The hostess stand was near the door, across from the bar. Jorge, the daytime bartender, was also a stand-up comedian, and he liked to practice on Ruby while she sat and waited for people to come in. He was an okay bartender but not a very good comedian. The current bit was about how no one watched commercials anymore, and though Ruby wasn’t really paying attention, it seemed to have something to do with a bunch of old white guys sitting around a boardroom table complaining. Jorge was going to be a bartender forever. Ruby laughed charitably when he stopped talking, because she assumed he was finished. She had her phone behind the stand and was playing Candy Crush, level 24.
“Hello? Did you see him or not?” Jorge was drying off glasses with a dish towel, twisting and stacking, twisting and stacking.
“What are you even talking about?” Ruby glanced up from her phone.
Jorge pointed to the left corner of the window. “Look over here. You know this white kid, Casper the ghost? He’s been walking back and forth for like five minutes, just staring at you.”
Ruby shut her phone off and hopped down from the stool. She tiptoed to the end of the bar and peeked out the window. Dust was standing with his skateboard perched on his toe, leaning against the storefront of the Mexican bakery next door. “Oh, shit,” Ruby said, and scurried back to her post.
“You know him?” Jorge asked. “Do I need to go tell him to scram?”
“ Scram? Are you still pretending to be an old man? I can’t tell. No, thank you. I can handle this myself. I’ll be right back.” Ruby tossed Jorge a stack of menus. “Just in case.”
She tucked her hair behind her ears and pulled open Hyacinth’s heavy front door. “Hey!” she said to Dust. He was smoking and staring off into space, two of his favorite hobbies. “What are you doing, you stalker?”
Dust saw her walking toward him and smiled. He opened his arms wide for a hug.
Ruby smacked his hands away and crossed her arms over her chest. “What are you doing here?”
“I wanted to see you, and I heard you were working.” Dust licked the pointy edge of his chipped tooth. “I was around the corner — it’s not some weird stalker shit.”
Dust did have a friend who lived on Westminster.
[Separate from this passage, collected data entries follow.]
//! Runtime configuration types.
//!
//! These are the validated shapes the rest of the crate consumes. The raw
//! TOML mirror lives in `model.rs`; `loader.rs` converts one into the other.

use std::{fmt, path::PathBuf, str::FromStr, time::Duration};

use super::model::ConfigError;

/// How the privileged binary gets into the kernel.
#[derive(Debug, Clone, Copy, PartialEq, Eq, Default)]
pub enum LoadMethod {
    /// Registered and started through the OS service manager.
    #[default]
    Normal,
}

/// How user mode talks to the privileged component once it is running.
#[derive(Debug, Clone, Copy, PartialEq, Eq, Default)]
pub enum IoMethod {
    None,
    #[default]
    ControlChannel,
    SharedMemory,
}

/// Allow `"normal"` → `LoadMethod::Normal`
impl FromStr for LoadMethod {
    type Err = ConfigError;

    fn from_str(s: &str) -> Result<Self, Self::Err> {
        match s.to_lowercase().as_str() {
            "normal" | "service" => Ok(LoadMethod::Normal),
            other => Err(ConfigError::InvalidLoadMethod(other.into())),
        }
    }
}

/// Allow `"control"` → `IoMethod::ControlChannel`
impl FromStr for IoMethod {
    type Err = ConfigError;

    fn from_str(s: &str) -> Result<Self, Self::Err> {
        match s.to_lowercase().as_str() {
            "none" => Ok(IoMethod::None),
            "control" | "control_channel" | "ioctl" => Ok(IoMethod::ControlChannel),
            "shared_memory" | "shared" => Ok(IoMethod::SharedMemory),
            other => Err(ConfigError::InvalidIoMethod(other.into())),
        }
    }
}

impl fmt::Display for IoMethod {
    fn fmt(&self, f: &mut fmt::Formatter<'_>) -> fmt::Result {
        f.write_str(match self {
            IoMethod::None => "none",
            IoMethod::ControlChannel => "control",
            IoMethod::SharedMemory => "shared_memory",
        })
    }
}

/// Parameters for the shared-memory transport. Carried for completeness;
/// the control-channel path never reads them.
#[derive(Debug, Clone, Default, PartialEq, Eq)]
pub struct SharedMemoryConfig {
    pub process_id: u32,
    pub process_address: u64,
    pub first_event: String,
    pub second_event: String,
}

/// Everything needed to install the privileged component and reach it.
#[derive(Debug, Clone, PartialEq)]
pub struct ServiceConfig {
    /// Key in the OS service registry.
    pub name: String,
    pub display_name: String,
    /// Path to the privileged binary.
    pub binary: PathBuf,
    /// Symbolic path opened by the control channel, e.g. `\\.\MemDrv`.
    pub endpoint: String,
    pub load_method: LoadMethod,
    pub io_method: IoMethod,
    pub shared_memory: SharedMemoryConfig,
    /// Upper bound for a start/stop status transition.
    pub status_timeout: Duration,
    /// Sleep between status polls while waiting.
    pub poll_interval: Duration,
}

pub const DEFAULT_STATUS_TIMEOUT: Duration = Duration::from_secs(10);
pub const DEFAULT_POLL_INTERVAL: Duration = Duration::from_millis(250);

impl ServiceConfig {
    /// Control-channel config with default timeouts.
    pub fn new(
        name: impl Into<String>,
        binary: impl Into<PathBuf>,
        endpoint: impl Into<String>,
    ) -> Self {
        let name = name.into();
        Self {
            display_name: name.clone(),
            name,
            binary: binary.into(),
            endpoint: endpoint.into(),
            load_method: LoadMethod::Normal,
            io_method: IoMethod::ControlChannel,
            shared_memory: SharedMemoryConfig::default(),
            status_timeout: DEFAULT_STATUS_TIMEOUT,
            poll_interval: DEFAULT_POLL_INTERVAL,
        }
    }

    pub fn with_io_method(mut self, io_method: IoMethod) -> Self {
        self.io_method = io_method;
        self
    }

    pub fn with_timeouts(mut self, status_timeout: Duration, poll_interval: Duration) -> Self {
        self.status_timeout = status_timeout;
        self.poll_interval = poll_interval;
        self
    }

    /// Structural checks that do not touch the OS.
    pub fn validate(&self) -> Result<(), ConfigError> {
        if self.name.trim().is_empty() {
            return Err(ConfigError::MissingField("service.name"));
        }
        if self.io_method == IoMethod::ControlChannel && self.endpoint.trim().is_empty() {
            return Err(ConfigError::MissingField("service.endpoint"));
        }
        if self.poll_interval.is_zero() {
            return Err(ConfigError::InvalidValue {
                field: "service.poll_interval",
                reason: "must be greater than zero".into(),
            });
        }
        Ok(())
    }
}

/// Mirror of the `[logging]` table after defaults are applied.
#[derive(Debug, Clone, PartialEq, Eq)]
pub struct LoggingConfig {
    pub enable: bool,
    pub file: Option<String>,
    pub level: String,
}

impl Default for LoggingConfig {
    fn default() -> Self {
        Self { enable: false, file: None, level: "INFO".into() }
    }
}

/// Remote-memory tuning.
#[derive(Debug, Clone, Copy, PartialEq, Eq)]
pub struct MemoryConfig {
    /// Regions at least this large are scanned block by block.
    pub scan_block_size: u64,
}

/// Largest single transfer the driver accepts is `i32::MAX`; blocks are an
/// eighth of that so a block plus pattern overlap always fits.
pub const DEFAULT_SCAN_BLOCK_SIZE: u64 = (i32::MAX / 8) as u64 + 1;

impl Default for MemoryConfig {
    fn default() -> Self {
        Self { scan_block_size: DEFAULT_SCAN_BLOCK_SIZE }
    }
}

/// One signature to look for after attaching.
#[derive(Debug, Clone, PartialEq, Eq)]
pub struct SignatureConfig {
    pub name: String,
    pub pattern: String,
    /// Region start; `None` means the process base.
    pub start: Option<u64>,
    pub size: u64,
}

pub const DEFAULT_SIGNATURE_REGION: u64 = 0x100_0000;

/// What the console entry point does after loading.
#[derive(Debug, Clone, PartialEq, Eq)]
pub struct TargetConfig {
    pub process_id: Option<u64>,
    pub unload_on_exit: bool,
    pub signatures: Vec<SignatureConfig>,
}

impl Default for TargetConfig {
    fn default() -> Self {
        Self { process_id: None, unload_on_exit: true, signatures: Vec::new() }
    }
}

/// Top-level runtime config.
#[derive(Debug, Clone, PartialEq)]
pub struct Config {
    pub logging: LoggingConfig,
    pub service: ServiceConfig,
    pub memory: MemoryConfig,
    pub target: TargetConfig,
}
His name was Nico, and he grew marijuana in his closet and in the window boxes outside his bedroom. “Fine,” Ruby said. “Now you’ve seen me.” She didn’t move.
“So is that kid, like, your boyfriend now? Your little private-school ninja bodyguard? Looked kinda young for you.” Dust cocked his head to the side. “You don’t miss me?”
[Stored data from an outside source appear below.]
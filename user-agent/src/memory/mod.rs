//! Typed access to an attached process's memory through the control channel.
//!
//! Key responsibilities:
//! - raw reads and writes with the address guard and pinned transfer buffers
//! - fixed-width values, vectors, matrices and strings on top of them
//! - pointer-chain resolution
//! - masked pattern scans over large regions
//!
//! Guarded operations never reach the component: reads hand back zeroes
//! and writes do nothing. Only a failed write is an error.

pub mod pinned;
pub mod scan;
pub mod value;

use log::Level;
use serde::Serialize;
use shared::{constants, ioctl, is_valid_address, ReadRequest, WriteRequest};
use thiserror::Error;

use crate::channel::{ChannelError, ControlChannel, Device};
use crate::memdrv_log;
use pinned::PinnedBuffer;
pub use scan::{Signature, SignatureError};
pub use value::{Matrix4, RemoteValue, Vec2, Vec3, Vec4};

/// The attached process.
#[derive(Debug, Clone, Copy, PartialEq, Eq, Serialize)]
pub struct Target {
    pub process_id: u64,
    pub base: u64,
}

#[derive(Debug, Error)]
pub enum MemoryError {
    #[error("control channel is not connected")]
    NotConnected,

    #[error("write of {size} bytes at {address:#x} failed: {source}")]
    WriteFailed { address: u64, size: usize, #[source] source: ChannelError },

    #[error("base address query failed: {0}")]
    BaseQuery(#[source] ChannelError),

    #[error("process {process_id} not found (base {base:#x})")]
    NoProcess { process_id: u64, base: u64 },

    #[error("transfer of {size} bytes exceeds the request size limit")]
    TooLarge { size: usize },
}

/// Outcome of a raw read.
#[derive(Debug, Clone, PartialEq, Eq)]
pub enum RawRead {
    /// The component filled the buffer.
    Data(Vec<u8>),
    /// Guard tripped; no request was issued.
    Guarded(Vec<u8>),
    /// The request failed.
    Failed,
}

impl RawRead {
    /// Bytes for both the filled and the guarded case.
    pub fn into_bytes(self) -> Option<Vec<u8>> {
        match self {
            RawRead::Data(b) | RawRead::Guarded(b) => Some(b),
            RawRead::Failed => None,
        }
    }
}

#[derive(Debug, Clone, Copy, PartialEq, Eq, Default)]
pub enum WriteMode {
    #[default]
    Normal,
    /// Bypass page protection on the target side.
    Protected,
}

impl WriteMode {
    fn code(self) -> u32 {
        match self {
            WriteMode::Normal => ioctl::WRITE,
            WriteMode::Protected => ioctl::WRITE_PROTECTED,
        }
    }
}

#[derive(Debug, Clone, Copy, PartialEq, Eq)]
pub enum Encoding {
    /// One byte per char, ASCII only.
    Narrow,
    /// UTF-16LE.
    Wide,
}

/// Ask the component for a process's base address.
pub(crate) fn query_base<D: Device>(
    channel: &ControlChannel<D>,
    process_id: u64,
) -> Result<u64, MemoryError> {
    if !channel.is_connected() {
        return Err(MemoryError::NotConnected);
    }
    let mut buffer = PinnedBuffer::zeroed(constants::BASE_RESPONSE_LEN);
    let request = ReadRequest::base_of(process_id, buffer.address());
    // SAFETY: `buffer` outlives the call and is only read afterwards.
    unsafe { channel.execute(ioctl::GET_BASE, &request) }.map_err(MemoryError::BaseQuery)?;
    Ok(<u64 as RemoteValue>::from_le(&buffer.into_vec()))
}

/// Borrowing view over a session's channel and attached process.
pub struct RemoteMemory<'a, D: Device> {
    channel: &'a ControlChannel<D>,
    target: Option<Target>,
    scan_block_size: u64,
}

impl<'a, D: Device> RemoteMemory<'a, D> {
    pub fn new(channel: &'a ControlChannel<D>, target: Option<Target>, scan_block_size: u64) -> Self {
        Self { channel, target, scan_block_size }
    }

    pub fn target(&self) -> Option<Target> {
        self.target
    }

    pub fn is_attached(&self) -> bool {
        self.target.is_some()
    }

    /// Attached and the address is in the user-space window.
    fn guard(&self, address: u64) -> Option<Target> {
        self.target.filter(|_| is_valid_address(address))
    }

    // ────────────────────────────────────────────────────────────────────
    // Raw transfers
    // ────────────────────────────────────────────────────────────────────

    pub fn read_raw(&self, address: u64, size: usize) -> RawRead {
        let Some(target) = self.guard(address) else {
            memdrv_log!(Level::Trace, "memory", "read of {} bytes at {:#x} guarded", size, address);
            return RawRead::Guarded(vec![0; size]);
        };
        let Ok(len) = i32::try_from(size) else {
            memdrv_log!(Level::Error, "memory", "read of {} bytes exceeds the request limit", size);
            return RawRead::Failed;
        };

        let mut buffer = PinnedBuffer::zeroed(size);
        let request = ReadRequest {
            process_id: target.process_id,
            address,
            response: buffer.address(),
            size: len,
        };
        // SAFETY: `buffer` is heap-backed, never resized, and only read after
        // the call returns.
        match unsafe { self.channel.execute(ioctl::READ, &request) } {
            Ok(()) => RawRead::Data(buffer.into_vec()),
            Err(e) => {
                memdrv_log!(Level::Debug, "memory", "read at {:#x} failed: {}", address, e);
                RawRead::Failed
            }
        }
    }

    /// Zeroes when guarded, `None` on failure.
    pub fn read_bytes(&self, address: u64, size: usize) -> Option<Vec<u8>> {
        self.read_raw(address, size).into_bytes()
    }

    pub fn write_bytes(&self, address: u64, bytes: &[u8], mode: WriteMode) -> Result<(), MemoryError> {
        let Some(target) = self.guard(address) else {
            memdrv_log!(Level::Trace, "memory", "write at {:#x} guarded", address);
            return Ok(());
        };
        let size = i32::try_from(bytes.len()).map_err(|_| MemoryError::TooLarge { size: bytes.len() })?;

        let request = WriteRequest {
            process_id: target.process_id,
            address,
            source: bytes.as_ptr() as u64,
            size,
            auxiliary: 0,
        };
        // SAFETY: `bytes` is borrowed for the whole call.
        unsafe { self.channel.execute(mode.code(), &request) }.map_err(|source| {
            memdrv_log!(Level::Error, "memory", "write at {:#x} failed: {}", address, source);
            MemoryError::WriteFailed { address, size: bytes.len(), source }
        })
    }

    // ────────────────────────────────────────────────────────────────────
    // Typed values
    // ────────────────────────────────────────────────────────────────────

    /// Default value when guarded or when the read fails.
    pub fn read<T: RemoteValue>(&self, address: u64) -> T {
        match self.read_raw(address, T::SIZE) {
            RawRead::Data(bytes) => T::from_le(&bytes),
            RawRead::Guarded(_) | RawRead::Failed => T::default(),
        }
    }

    pub fn write<T: RemoteValue>(&self, address: u64, value: &T) -> Result<(), MemoryError> {
        self.write_with(address, value, WriteMode::Normal)
    }

    pub fn write_with<T: RemoteValue>(
        &self,
        address: u64,
        value: &T,
        mode: WriteMode,
    ) -> Result<(), MemoryError> {
        self.write_bytes(address, &value.to_le(), mode)
    }

    // ────────────────────────────────────────────────────────────────────
    // Strings
    // ────────────────────────────────────────────────────────────────────

    /// Read `len` characters. Narrow strings stop at the first NUL; wide
    /// strings keep the full length.
    pub fn read_string(&self, address: u64, len: usize, encoding: Encoding) -> String {
        match encoding {
            Encoding::Narrow => {
                let Some(bytes) = self.read_bytes(address, len) else {
                    return String::new();
                };
                bytes
                    .iter()
                    .take_while(|&&b| b != 0)
                    .map(|&b| if b.is_ascii() { b as char } else { '?' })
                    .collect()
            }
            Encoding::Wide => {
                let Some(bytes) = self.read_bytes(address, len.saturating_mul(2)) else {
                    return String::new();
                };
                let units: Vec<u16> = bytes
                    .chunks_exact(2)
                    .map(|c| u16::from_le_bytes([c[0], c[1]]))
                    .collect();
                String::from_utf16_lossy(&units)
            }
        }
    }

    /// Write `text` followed by its terminator in a single request.
    pub fn write_string(
        &self,
        address: u64,
        text: &str,
        encoding: Encoding,
        mode: WriteMode,
    ) -> Result<(), MemoryError> {
        let bytes: Vec<u8> = match encoding {
            Encoding::Narrow => text
                .chars()
                .map(|c| if c.is_ascii() { c as u8 } else { b'?' })
                .chain([0])
                .collect(),
            Encoding::Wide => text
                .encode_utf16()
                .chain([0])
                .flat_map(u16::to_le_bytes)
                .collect(),
        };
        self.write_bytes(address, &bytes, mode)
    }

    // ────────────────────────────────────────────────────────────────────
    // Pointer chains
    // ────────────────────────────────────────────────────────────────────

    /// Follow a pointer chain.
    ///
    /// `offsets[0]` is dereferenced as an absolute address, each middle
    /// offset is added to the running value and dereferenced, the last one
    /// is only added. A null link or an out-of-range result yields 0, as
    /// does a chain shorter than two entries.
    pub fn resolve(&self, offsets: &[u64]) -> u64 {
        let [first, middle @ .., last] = offsets else {
            return 0;
        };

        let mut address = self.read::<u64>(*first);
        for &offset in middle {
            if address == 0 {
                return 0;
            }
            address = self.read::<u64>(address.wrapping_add(offset));
        }

        let resolved = address.wrapping_add(*last);
        if is_valid_address(resolved) { resolved } else { 0 }
    }

    // ────────────────────────────────────────────────────────────────────
    // Scanning
    // ────────────────────────────────────────────────────────────────────

    /// First address in `[start, start + size)` matching `pattern` under
    /// `mask`. A block that trips the guard ends the scan like a failed read;
    /// its zero fill is never searched.
    pub fn scan(
        &self,
        start: u64,
        size: u64,
        pattern: &[u8],
        mask: &str,
        alignment: usize,
    ) -> Option<u64> {
        self.guard(start)?;
        scan::scan_region(
            |address, len| match self.read_raw(address, len) {
                RawRead::Data(bytes) => Some(bytes),
                RawRead::Guarded(_) | RawRead::Failed => None,
            },
            start,
            size,
            pattern,
            mask,
            alignment,
            self.scan_block_size,
        )
    }

    pub fn scan_signature(&self, start: u64, size: u64, signature: &Signature) -> Option<u64> {
        self.scan(start, size, &signature.bytes, &signature.mask, 1)
    }
}

impl<D: Device> std::fmt::Debug for RemoteMemory<'_, D> {
    fn fmt(&self, f: &mut std::fmt::Formatter<'_>) -> std::fmt::Result {
        f.debug_struct("RemoteMemory")
            .field("target", &self.target)
            .field("scan_block_size", &self.scan_block_size)
            .finish()
    }
}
Ruby did miss Dust, sort of, but she would rather have been eaten alive by sewer rats than admit it. Mostly she missed his body, and that broken tooth. It was fun to talk to someone who knew how to flirt, and how to flirt while riding a skateboard. Harry had no idea how to flirt. That was entertaining, too, in its own way, but sometimes Ruby got tired of feeling like Mrs. Robinson. She had already decided that she would kiss Harry back if he ever tried anything, but now it was getting to the point where Ruby had to decide if she actually wanted to kiss him enough to do it herself. Whitman was small — if Harry had ever kissed anyone before, she would probably know it. There was no hiding anything — the whole school was packed so tight that you had to squeeze past couples making out by their lockers, not like in the movies, where there were bleachers and football fields and stuff. The back staircase was where you could see real action, and Ruby herself had done some serious business there. Harry Marx, on the back stairs? That would be like seeing Dust in an SAT prep course. It just didn’t compute. But maybe with some practice.
“I have to go back to work,” Ruby said.
“Text me,” Dust said. He winked at her and dropped his board to the pavement and was zooming away before she could say no.
Elizabeth didn’t like to think of herself as anal, but she did like things to be a certain way. She could have been an architect, if she’d cared more about math. It was why she was good at her job — there were so many offer sheets, comp sheets, pages and pages of contracts — and Elizabeth’s were always in spotless order. It just felt good, to have everything in its rightful place. She wasn’t sure about godliness in general, but if she were, then cleanliness would definitely have been next to it. She was organizing the guest room when she noticed that her storage boxes were in the wrong order. Everything was chronological — her childhood things, Andrew’s childhood things, Kitty’s Mustache memorabilia, files of old letters, Harry’s childhood things. The Kitty’s Mustache box was all the way to the right-hand side of the shelf, three spaces over from where it should have been, and the top had been put on backward. Elizabeth slid the box out and set it down on the floor.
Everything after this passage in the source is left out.